Collected data entries =
use colored::Colorize;
use divfeed::{api, utils::datetime::epoch_secs_to_date_str};
use tabled::settings::{
    Alignment, Color,
    object::{Columns, Object, Rows},
};

use super::{format_percent, format_value};

#[derive(clap::Args)]
pub struct ChartCommand {
    #[arg(required = true, help = "ETF symbols, e.g. SCHD VYM")]
    symbols: Vec<String>,

    #[arg(
        short = 't',
        long = "timeframe",
        default_value = "1Y",
        help = "One of 1D, 1W, 1M, 3M, 6M, YTD, 1Y, 3Y, 5Y, 10Y, 20Y, MAX, the default value is 1Y"
    )]
    timeframe: String,

    #[arg(long = "points", help = "List every chart point instead of a summary")]
    points: bool,
}

impl ChartCommand {
    pub async fn exec(&self) {
        if self.points {
            self.exec_points().await;
            return;
        }

        match api::comparison_charts(&self.symbols, &self.timeframe).await {
            Ok(charts) => {
                let mut table_data: Vec<Vec<String>> = vec![vec![
                    "".to_string(),
                    "Points".to_string(),
                    "From".to_string(),
                    "To".to_string(),
                    "First".to_string(),
                    "Last".to_string(),
                    "Change".to_string(),
                ]];

                for symbol in &charts.symbols {
                    let Some(series) = charts.data.get(symbol) else {
                        continue;
                    };

                    if series.is_empty() {
                        table_data.push(vec![
                            symbol.to_string(),
                            "0".to_string(),
                            "-".to_string(),
                            "-".to_string(),
                            "-".to_string(),
                            "-".to_string(),
                            "-".to_string(),
                        ]);
                        continue;
                    }

                    let first = series.closes.first().copied();
                    let last = series.last_close();
                    let change = match (first, last) {
                        (Some(first), Some(last)) if first > 0.0 => {
                            Some((last - first) / first * 100.0)
                        }
                        _ => None,
                    };

                    table_data.push(vec![
                        symbol.to_string(),
                        series.len().to_string(),
                        series
                            .timestamps
                            .first()
                            .and_then(|ts| epoch_secs_to_date_str(*ts))
                            .unwrap_or("-".to_string()),
                        series
                            .timestamps
                            .last()
                            .and_then(|ts| epoch_secs_to_date_str(*ts))
                            .unwrap_or("-".to_string()),
                        format_value(first),
                        format_value(last),
                        format_percent(change),
                    ]);
                }

                println!("[Timeframe] {}", charts.timeframe);

                let mut table = tabled::builder::Builder::from_iter(&table_data).build();
                table.modify(Rows::first(), Color::FG_BRIGHT_BLACK);
                table.modify(Columns::first().not(Rows::first()), Color::FG_CYAN);
                table.modify(Columns::new(1..), Alignment::right());
                println!("{table}");
            }
            Err(err) => {
                println!("[!] {}", err.to_string().red());
            }
        }
    }

    async fn exec_points(&self) {
        for symbol in &self.symbols {
            match api::etf_chart(symbol, &self.timeframe).await {
                Ok(etf) => {
                    let mut table_data: Vec<Vec<String>> = vec![vec![
                        "Date".to_string(),
                        "Open".to_string(),
                        "High".to_string(),
                        "Low".to_string(),
                        "Close".to_string(),
                    ]];
                    for point in &etf.data {
                        table_data.push(vec![
                            epoch_secs_to_date_str(point.timestamp).unwrap_or("-".to_string()),
                            format_value(Some(point.open)),
                            format_value(Some(point.high)),
                            format_value(Some(point.low)),
                            format_value(Some(point.close)),
                        ]);
                    }

                    println!("[{}] {} points", etf.symbol.cyan(), etf.data.len());

                    let mut table = tabled::builder::Builder::from_iter(&table_data).build();
                    table.modify(Rows::first(), Color::FG_BRIGHT_BLACK);
                    table.modify(Columns::first().not(Rows::first()), Color::FG_CYAN);
                    table.modify(Columns::new(1..), Alignment::right());
                    println!("{table}");
                }
                Err(err) => {
                    println!("[{symbol}][!] {}", err.to_string().red());
                }
            }
        }
    }
}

Task details = Go through the data and return each line where the word "builder" appears.

Final answer =
                let mut table = tabled::builder::Builder::from_iter(&table_data).build();
                    let mut table = tabled::builder::Builder::from_iter(&table_data).build();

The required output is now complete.